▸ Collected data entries
============================================================

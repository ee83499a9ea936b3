//! CLI argument definitions using clap
//!
//! Commands:
//! - bookshelf serve [--host <host>] [--port <port>]

use clap::{Parser, Subcommand};

/// bookshelf - REST service for books and their authors
#[derive(Parser, Debug)]
#[command(name = "bookshelf")]
#[command(version, about, long_about = None)]
pub struct Cli {
    #[command(subcommand)]
    pub command: Command,
}

#[derive(Subcommand, Debug, PartialEq, Eq)]
pub enum Command {
    /// Connect to the store and serve the HTTP API
    Serve {
        /// Host to bind to, overriding HOST
        #[arg(long)]
        host: Option<String>,

        /// Port to bind to, overriding PORT
        #[arg(long)]
        port: Option<u16>,
    },
}

impl Cli {
    /// Parse command line arguments
    pub fn parse_args() -> Self {
        Cli::parse()
    }
}
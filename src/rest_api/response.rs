//! # Response Bodies

use serde::Serialize;

use crate::model::Book;

/// Body of every error response
#[derive(Debug, Clone, Serialize)]
pub struct ErrorResponse {
    pub error: String,
}

/// Confirmation of a write that returns no record
#[derive(Debug, Clone, Serialize)]
pub struct MessageResponse {
    pub message: String,
}

impl MessageResponse {
    pub fn new(message: impl Into<String>) -> Self {
        Self {
            message: message.into(),
        }
    }
}

/// A single book looked up by ISBN
#[derive(Debug, Clone, Serialize)]
#[serde(rename_all = "camelCase")]
pub struct FetchedBookResponse {
    pub fetched_book: Book,
}
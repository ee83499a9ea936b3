//! # HTTP Server
//!
//! Binds the listener and serves the combined router until Ctrl-C.

use axum::Router;
use tokio::net::TcpListener;
use tower_http::trace::TraceLayer;
use tracing::{info, warn};

use crate::rest_api::handlers::{method_not_allowed, route_not_found};
use crate::rest_api::{book_routes, AppState};

use super::config::HttpServerConfig;
use super::health_routes::health_routes;

/// HTTP server for the book API
pub struct HttpServer {
    config: HttpServerConfig,
    router: Router,
}

impl HttpServer {
    /// Create a new HTTP server serving `state`
    pub fn with_config(config: HttpServerConfig, state: AppState) -> Self {
        let router = Self::build_router(state);
        Self { config, router }
    }

    /// Build the combined router with all endpoints
    pub fn build_router(state: AppState) -> Router {
        Router::new()
            .merge(health_routes())
            .merge(book_routes(state))
            .method_not_allowed_fallback(method_not_allowed)
            .fallback(route_not_found)
            .layer(TraceLayer::new_for_http())
    }

    /// Get the socket address
    pub fn socket_addr(&self) -> String {
        self.config.socket_addr()
    }

    /// Serve until the process receives Ctrl-C
    pub async fn start(self) -> Result<(), std::io::Error> {
        let listener = TcpListener::bind(self.config.socket_addr()).await?;
        let addr = listener.local_addr()?;
        info!(%addr, "server listening");

        axum::serve(listener, self.router)
            .with_graceful_shutdown(shutdown_signal())
            .await?;

        info!("server stopped");
        Ok(())
    }
}

async fn shutdown_signal() {
    if let Err(e) = tokio::signal::ctrl_c().await {
        warn!(error = %e, "cannot listen for shutdown signal");
        std::future::pending::<()>().await;
    }
    info!("shutdown requested");
}

#[cfg(test)]
mod tests {
    use std::sync::Arc;

    use super::*;
    use crate::store::{LibraryGateway, MemoryStore};

    async fn state() -> AppState {
        let library = LibraryGateway::open(Arc::new(MemoryStore::new("server")))
            .await
            .unwrap();
        AppState::new(library)
    }

    #[tokio::test]
    async fn test_server_with_custom_port() {
        let server = HttpServer::with_config(HttpServerConfig::with_port(8080), state().await);
        assert_eq!(server.socket_addr(), "0.0.0.0:8080");
    }
}
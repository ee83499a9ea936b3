//! # Field Updates

use serde_json::{Map, Value};

/// Field assignments applied to a single document.
///
/// `set` overwrites or adds fields; `unset` removes them.
#[derive(Debug, Clone, Default, PartialEq)]
pub struct Update {
    pub set: Map<String, Value>,
    pub unset: Vec<String>,
}

impl Update {
    pub fn new() -> Self {
        Self::default()
    }

    pub fn set(mut self, field: impl Into<String>, value: impl Into<Value>) -> Self {
        self.set.insert(field.into(), value.into());
        self
    }

    pub fn unset(mut self, field: impl Into<String>) -> Self {
        self.unset.push(field.into());
        self
    }

    /// Set the field when a value is given, remove it otherwise
    pub fn set_or_unset(self, field: impl Into<String>, value: Option<impl Into<Value>>) -> Self {
        match value {
            Some(value) => self.set(field, value),
            None => self.unset(field),
        }
    }

    /// Whether the update touches `field`
    pub fn touches(&self, field: &str) -> bool {
        self.set.contains_key(field) || self.unset.iter().any(|f| f == field)
    }

    /// Apply to a JSON object in place
    pub(crate) fn apply_to(&self, document: &mut Map<String, Value>) {
        for (field, value) in &self.set {
            document.insert(field.clone(), value.clone());
        }
        for field in &self.unset {
            document.remove(field);
        }
    }
}
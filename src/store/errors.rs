//! # Store Errors

use thiserror::Error;

/// Result type for store operations
pub type StoreResult<T> = Result<T, StoreError>;

/// Document store errors
#[derive(Debug, Clone, PartialEq, Error)]
pub enum StoreError {
    // ==================
    // Write rejections
    // ==================
    /// A unique field already holds this value
    #[error("Duplicate key in {collection}: {field} = {value}")]
    DuplicateKey {
        collection: String,
        field: String,
        value: String,
    },

    /// A record failed its schema constraints
    #[error("Schema violation: {0}")]
    SchemaViolation(String),

    /// Only JSON objects can be stored
    #[error("Document must be a JSON object")]
    NotAnObject,

    // ==================
    // Connection
    // ==================
    /// Connection string names a backend that does not exist
    #[error("Unsupported store scheme: {0}")]
    UnsupportedScheme(String),

    /// Backend could not be opened
    #[error("Connection failed: {0}")]
    Connection(String),

    // ==================
    // Backend failures
    // ==================
    #[error("I/O error: {0}")]
    Io(String),

    #[error("Serialization error: {0}")]
    Serialization(String),

    #[error("Store lock poisoned")]
    Poisoned,
}

impl StoreError {
    /// Whether the error is a unique-field violation
    pub fn is_duplicate_key(&self) -> bool {
        matches!(self, StoreError::DuplicateKey { .. })
    }
}

impl From<serde_json::Error> for StoreError {
    fn from(err: serde_json::Error) -> Self {
        StoreError::Serialization(err.to_string())
    }
}

impl From<std::io::Error> for StoreError {
    fn from(err: std::io::Error) -> Self {
        StoreError::Io(err.to_string())
    }
}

============================================================

▸ INSTRUCTIONS FOR THE TASK
In the entries above, the lines between the one holding "# Response Bodies" and the one holding "Create a new", inclusive, are to be printed exactly as written, and those alone.

▸ OUTPUT BELOW
//! # Response Bodies

use serde::Serialize;

use crate::model::Book;

/// Body of every error response
#[derive(Debug, Clone, Serialize)]
pub struct ErrorResponse {
    pub error: String,
}

/// Confirmation of a write that returns no record
#[derive(Debug, Clone, Serialize)]
pub struct MessageResponse {
    pub message: String,
}

impl MessageResponse {
    pub fn new(message: impl Into<String>) -> Self {
        Self {
            message: message.into(),
        }
    }
}

/// A single book looked up by ISBN
#[derive(Debug, Clone, Serialize)]
#[serde(rename_all = "camelCase")]
pub struct FetchedBookResponse {
    pub fetched_book: Book,
}
repository ee83499a9ea936b3
//! # HTTP Server
//!
//! Binds the listener and serves the combined router until Ctrl-C.

use axum::Router;
use tokio::net::TcpListener;
use tower_http::trace::TraceLayer;
use tracing::{info, warn};

use crate::rest_api::handlers::{method_not_allowed, route_not_found};
use crate::rest_api::{book_routes, AppState};

use super::config::HttpServerConfig;
use super::health_routes::health_routes;

/// HTTP server for the book API
pub struct HttpServer {
    config: HttpServerConfig,
    router: Router,
}

impl HttpServer {
    /// Create a new HTTP server serving `state`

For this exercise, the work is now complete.